Os efeitos da obesidade na saúde pública

Enviada em 25/10/2017

Segundo Sartre, filósofo francês, o homem é livre e responsável; cabe a ele escolher seu modo de agir. Nesse contexto, com o avanço das doenças nutricionais, recai sobre o homem o compromisso de se alimentar melhor. No século XXI, a preocupação com a epidemia da obesidade, provocada pelo sedentarismo e pelos hábitos alimentares ruins, é reflexo essa realidade.

A princípio, a problemática tem sua origem nas mudanças proporcionadas pelo desenvolvimento do capitalismo ao longo das últimas décadas. Sob essa conjectura, o processo de globalização intensificou-se, bem como os seus efeitos negativos. Diante disso, o novo modo de viver baseado na produção e consumo instituiu cargas exaustivas de trabalho e encurtou o tempo destinado às atividades físicas, levando , assim, a sociedade para o caminho do sedentarismo. Destarte, os indivíduos precisam combater esse mal a partir da mudança de comportamento. Desse modo, é necessário a busca constante pelas práticas de esportes, atividades lúdicas e danças, com intuito de reduzir os péssimos efeitos gerados pelo sobrepeso.

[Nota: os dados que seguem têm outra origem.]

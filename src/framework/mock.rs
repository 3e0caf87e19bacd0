//! # Mock Framework
//!
//! Utilities for testing consumers and supervisors without real services.
//!
//! [`MockExecutor`] plays a [`CommandExecutor`] from a queue of expectations:
//!
//! ```ignore
//! let mut users = MockExecutor::<User>::new();
//! users.expect_create().return_ok(alice.clone());
//! users.expect_delete("u-123").return_ok("u-123".to_string());
//!
//! let executors = Executors::new(users.executor(), computers.executor());
//! // ... run a consumer ...
//! users.verify(); // every expectation consumed, no unexpected call
//! ```
//!
//! Calls that do not match the next expectation are answered with
//! [`ExecutorError::Storage`] and reported by [`MockExecutor::verify`] instead of
//! panicking inside a consumer task.

use crate::framework::error::ExecutorError;
use crate::framework::executor::CommandExecutor;
use async_trait::async_trait;
use std::collections::VecDeque;
use std::fmt::Debug;
use std::sync::{Arc, Mutex, MutexGuard, PoisonError};
use std::time::Duration;

// =============================================================================
// EXPECTATION BUILDER API
// =============================================================================

enum Expectation<T> {
    Create(Reply<T>),
    Read { id: String, reply: Reply<T> },
    Update(Reply<String>),
    Delete { id: String, reply: Reply<String> },
    List(Reply<Vec<T>>),
}

struct Reply<R> {
    delay: Option<Duration>,
    response: Result<R, ExecutorError>,
}

/// A call the mock has received, in arrival order.
#[derive(Debug, Clone, PartialEq)]
pub enum Call<T> {
    Create(T),
    Read(String),
    Update(T),
    Delete(String),
    List,
}

struct MockState<T> {
    expectations: VecDeque<Expectation<T>>,
    calls: Vec<Call<T>>,
    unexpected: Vec<String>,
}

type Shared<T> = Arc<Mutex<MockState<T>>>;

fn lock<T>(state: &Shared<T>) -> MutexGuard<'_, MockState<T>> {
    state.lock().unwrap_or_else(PoisonError::into_inner)
}

/// An expectation-driven command executor.
pub struct MockExecutor<T> {
    state: Shared<T>,
}

impl<T> Default for MockExecutor<T>
where
    T: Clone + Debug + Send + Sync + 'static,
{
    fn default() -> Self {
        Self::new()
    }
}

impl<T> MockExecutor<T>
where
    T: Clone + Debug + Send + Sync + 'static,
{
    /// Creates a mock with no expectations.
    pub fn new() -> Self {
        Self {
            state: Arc::new(Mutex::new(MockState {
                expectations: VecDeque::new(),
                calls: Vec::new(),
                unexpected: Vec::new(),
            })),
        }
    }

    /// Returns the executor handle to wire into [`Executors`](crate::framework::Executors).
    pub fn executor(&self) -> Arc<dyn CommandExecutor<Entity = T>> {
        Arc::new(MockHandle {
            state: self.state.clone(),
        })
    }

    /// Expects a `create` call.
    pub fn expect_create(&mut self) -> ExpectationBuilder<T, T> {
        ExpectationBuilder::new(self.state.clone(), |reply| Expectation::Create(reply))
    }

    /// Expects a `read(id)` call.
    pub fn expect_read(&mut self, id: impl Into<String>) -> ExpectationBuilder<T, T> {
        let id = id.into();
        ExpectationBuilder::new(self.state.clone(), move |reply| Expectation::Read { id, reply })
    }

    /// Expects an `update` call.
    pub fn expect_update(&mut self) -> ExpectationBuilder<T, String> {
        ExpectationBuilder::new(self.state.clone(), |reply| Expectation::Update(reply))
    }

    /// Expects a `delete(id)` call.
    pub fn expect_delete(&mut self, id: impl Into<String>) -> ExpectationBuilder<T, String> {
        let id = id.into();
        ExpectationBuilder::new(self.state.clone(), move |reply| Expectation::Delete { id, reply })
    }

    /// Expects a `list` call.
    pub fn expect_list(&mut self) -> ExpectationBuilder<T, Vec<T>> {
        ExpectationBuilder::new(self.state.clone(), |reply| Expectation::List(reply))
    }

    /// Every call received so far.
    pub fn calls(&self) -> Vec<Call<T>> {
        lock(&self.state).calls.clone()
    }

    /// Verifies that all expectations were met and nothing unexpected arrived.
    pub fn verify(&self) {
        let state = lock(&self.state);
        if !state.unexpected.is_empty() {
            panic!("Unexpected calls: {:?}", state.unexpected);
        }
        if !state.expectations.is_empty() {
            panic!(
                "Not all expectations were met. {} remaining",
                state.expectations.len()
            );
        }
    }
}

/// Builder for one expectation. Nothing is recorded until a `return_*` call.
pub struct ExpectationBuilder<T, R> {
    state: Shared<T>,
    delay: Option<Duration>,
    make: Box<dyn FnOnce(Reply<R>) -> Expectation<T> + Send>,
}

impl<T, R> ExpectationBuilder<T, R> {
    fn new(
        state: Shared<T>,
        make: impl FnOnce(Reply<R>) -> Expectation<T> + Send + 'static,
    ) -> Self {
        Self {
            state,
            delay: None,
            make: Box::new(make),
        }
    }

    /// Holds the call for `delay` before answering.
    pub fn after(mut self, delay: Duration) -> Self {
        self.delay = Some(delay);
        self
    }

    /// Sets the expectation to return a successful result.
    pub fn return_ok(self, value: R) {
        self.push(Ok(value));
    }

    /// Sets the expectation to return an error.
    pub fn return_err(self, error: ExecutorError) {
        self.push(Err(error));
    }

    fn push(self, response: Result<R, ExecutorError>) {
        let expectation = (self.make)(Reply {
            delay: self.delay,
            response,
        });
        lock(&self.state).expectations.push_back(expectation);
    }
}

// =============================================================================
// EXECUTOR HANDLE
// =============================================================================

struct MockHandle<T> {
    state: Shared<T>,
}

impl<T> MockHandle<T> {
    /// Records `call` and pops the next expectation if `accept` takes it.
    fn next<R>(
        &self,
        call: Call<T>,
        accept: impl FnOnce(Expectation<T>) -> Result<Reply<R>, Expectation<T>>,
    ) -> Reply<R>
    where
        T: Debug,
    {
        let mut state = lock(&self.state);
        let description = format!("{call:?}");
        state.calls.push(call);

        let mismatch = match state.expectations.pop_front() {
            Some(expectation) => match accept(expectation) {
                Ok(reply) => return reply,
                Err(expectation) => {
                    state.expectations.push_front(expectation);
                    description
                }
            },
            None => description,
        };

        state.unexpected.push(mismatch.clone());
        Reply {
            delay: None,
            response: Err(ExecutorError::Storage(format!("unexpected call {mismatch}"))),
        }
    }
}

async fn answer<R>(reply: Reply<R>) -> Result<R, ExecutorError> {
    if let Some(delay) = reply.delay {
        tokio::time::sleep(delay).await;
    }
    reply.response
}

#[async_trait]
impl<T> CommandExecutor for MockHandle<T>
where
    T: Clone + Debug + Send + Sync + 'static,
{
    type Entity = T;

    async fn create(&self, entity: T) -> Result<T, ExecutorError> {
        let reply = self.next(Call::Create(entity), |e| match e {
            Expectation::Create(reply) => Ok(reply),
            other => Err(other),
        });
        answer(reply).await
    }

    async fn read(&self, id: &str) -> Result<T, ExecutorError> {
        let reply = self.next(Call::Read(id.to_string()), |e| match e {
            Expectation::Read { id: expected, reply } if expected == id => Ok(reply),
            other => Err(other),
        });
        answer(reply).await
    }

    async fn update(&self, entity: T) -> Result<String, ExecutorError> {
        let reply = self.next(Call::Update(entity), |e| match e {
            Expectation::Update(reply) => Ok(reply),
            other => Err(other),
        });
        answer(reply).await
    }

    async fn delete(&self, id: &str) -> Result<String, ExecutorError> {
        let reply = self.next(Call::Delete(id.to_string()), |e| match e {
            Expectation::Delete { id: expected, reply } if expected == id => Ok(reply),
            other => Err(other),
        });
        answer(reply).await
    }

    async fn list(&self) -> Result<Vec<T>, ExecutorError> {
        let reply = self.next(Call::List, |e| match e {
            Expectation::List(reply) => Ok(reply),
            other => Err(other),
        });
        answer(reply).await
    }
}

#[cfg(test)]
mod tests {
    use super::*;
    use crate::model::User;

    #[tokio::test]
    async fn test_mock_executor_with_expectations() {
        let alice = User::new("u-1", "Alice", 28, "a@x.com");

        let mut mock = MockExecutor::<User>::new();
        mock.expect_create().return_ok(alice.clone());
        mock.expect_read("u-1").return_ok(alice.clone());
        mock.expect_delete("u-1")
            .return_err(ExecutorError::NotFound("u-1".to_string()));

        let executor = mock.executor();
        assert_eq!(executor.create(alice.clone()).await.unwrap(), alice);
        assert_eq!(executor.read("u-1").await.unwrap().name, "Alice");
        assert_eq!(
            executor.delete("u-1").await,
            Err(ExecutorError::NotFound("u-1".to_string()))
        );

        assert_eq!(
            mock.calls(),
            vec![
                Call::Create(alice),
                Call::Read("u-1".to_string()),
                Call::Delete("u-1".to_string()),
            ]
        );
        mock.verify();
    }

    #[tokio::test]
    async fn test_mismatched_call_keeps_expectation() {
        let mut mock = MockExecutor::<User>::new();
        mock.expect_delete("u-1").return_ok("u-1".to_string());

        let executor = mock.executor();
        assert!(executor.delete("u-2").await.is_err());
        assert_eq!(executor.delete("u-1").await.unwrap(), "u-1");

        let state = lock(&mock.state);
        assert!(state.expectations.is_empty());
        assert_eq!(state.unexpected.len(), 1);
    }

    #[tokio::test]
    #[should_panic(expected = "Not all expectations were met")]
    async fn test_verify_reports_missing_calls() {
        let mut mock = MockExecutor::<User>::new();
        mock.expect_list().return_ok(Vec::new());
        mock.verify();
    }
}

Outro fator importante reside no tipo de alimentação que a população definiu como sendo boa e que, na verdade, não atende às compensações nutricionais adequadas da vida diária. Sob esse ângulo, a “febre” do “fast food” no Brasil, trazida pelo modo de vida norteamericano, intensificou os problemas relacionados ao ganho de peso. Nesse aspecto, os refrigerantes, sanduíches e enlatados, com quantidades exageradas de açucares, gorduras insaturadas e conservantes, elevam o risco de doenças cardiovasculares, tais como: obesidade, arteriosclerose, diabetes e infarto do miocárdio. Sendo assim, a substituição desses alimentos por comidas orgânicas e de baixa caloria é importante, a fim de diminuir os riscos primários e secundários de patologias oriundas do péssimo habito alimentar.

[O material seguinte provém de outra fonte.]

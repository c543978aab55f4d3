//! Chained hash sets: a sequential reference set and two concurrent variants.
//!
//! All three share the same bucket layout: a table of `Vec<T>` chains, an element landing in
//! bucket `hash % capacity`, and growth once the set holds more than [`LOAD_FACTOR`] elements per
//! bucket on average. They differ in how the table is protected:
//!
//! - [`SequentialHashSet`] is not protected at all and doubles its table.
//! - [`StripedHashSet`] guards a growing table with a fixed array of stripes and doubles.
//! - [`RefinableHashSet`] swaps a whole `{buckets, locks}` snapshot and quadruples.

use core::hash::{BuildHasher, Hash};
use core::iter::FusedIterator;
use std::vec;

mod refinable;
mod sequential;
mod striped;

pub use refinable::RefinableHashSet;
pub use sequential::SequentialHashSet;
pub use striped::StripedHashSet;

/// Average number of elements per bucket above which a set grows its table.
pub const LOAD_FACTOR: usize = 4;

/// Initial capacity used by the `Default` impls.
pub const DEFAULT_CAPACITY: usize = 16;

/// Hashes `value` once; every index of the value is derived from this.
#[inline]
fn hash_of<T: Hash + ?Sized, S: BuildHasher>(hash_builder: &S, value: &T) -> u64 {
    hash_builder.hash_one(value)
}

#[inline]
fn bucket_index(hash: u64, capacity: usize) -> usize {
    (hash % capacity as u64) as usize
}

/// Whether `len` elements over `capacity` buckets exceed the load factor.
#[inline]
fn overloaded(len: usize, capacity: usize) -> bool {
    len > LOAD_FACTOR.saturating_mul(capacity)
}

/// Partitions `elements` into `capacity` fresh buckets by `hash % capacity`.
///
/// Elements are moved, never cloned, so a resize can't duplicate or drop anything.
fn redistribute<T, S, I>(hash_builder: &S, capacity: usize, elements: I) -> Vec<Vec<T>>
where
    T: Hash,
    S: BuildHasher,
    I: IntoIterator<Item = T>,
{
    let mut buckets = (0..capacity).map(|_| Vec::new()).collect::<Vec<_>>();
    for value in elements {
        let index = bucket_index(hash_of(hash_builder, &value), capacity);
        buckets[index].push(value);
    }
    buckets
}

/// An owning iterator over the elements of a set, in unspecified order.
#[derive(Debug)]
pub struct IntoIter<T> {
    buckets: vec::IntoIter<Vec<T>>,
    current: vec::IntoIter<T>,
}

impl<T> IntoIter<T> {
    fn new(buckets: Vec<Vec<T>>) -> Self {
        Self {
            buckets: buckets.into_iter(),
            current: Vec::new().into_iter(),
        }
    }
}

impl<T> Iterator for IntoIter<T> {
    type Item = T;

    fn next(&mut self) -> Option<T> {
        loop {
            if let Some(value) = self.current.next() {
                return Some(value);
            }
            self.current = self.buckets.next()?.into_iter();
        }
    }
}

impl<T> FusedIterator for IntoIter<T> {}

O combate à obesidade no Brasil, portanto, deve tornar-se efetivo, uma vez que representa um sério problema de saúde pública. Nesse sentido, é necessário que o Ministério do Trabalho, por meio de leis e decretos, institua a prática de exercícios físicos no ambiente de trabalho, com intuito de diminuir o grau de sedentarismo dos empregados. Além disso, o Legislativo Federal, por meio de projeto de lei, deve criar a taxa de imposto sobre produtos hipercalóricos, com fito na redução do seu consumo pela sociedade. Por fim, urge que a mídia televisiva, por meio de campanhas e ações, estimule o consumo de alimentos ricos em fibras e com baixo teor de açucares, gorduras e sais, com a finalidade de conscientizar a população sobre a forma correta de se alimentar. Assim, com a efetivação de tais medidas, poder-se-á transformar o Brasil em um país livre da Obesidade.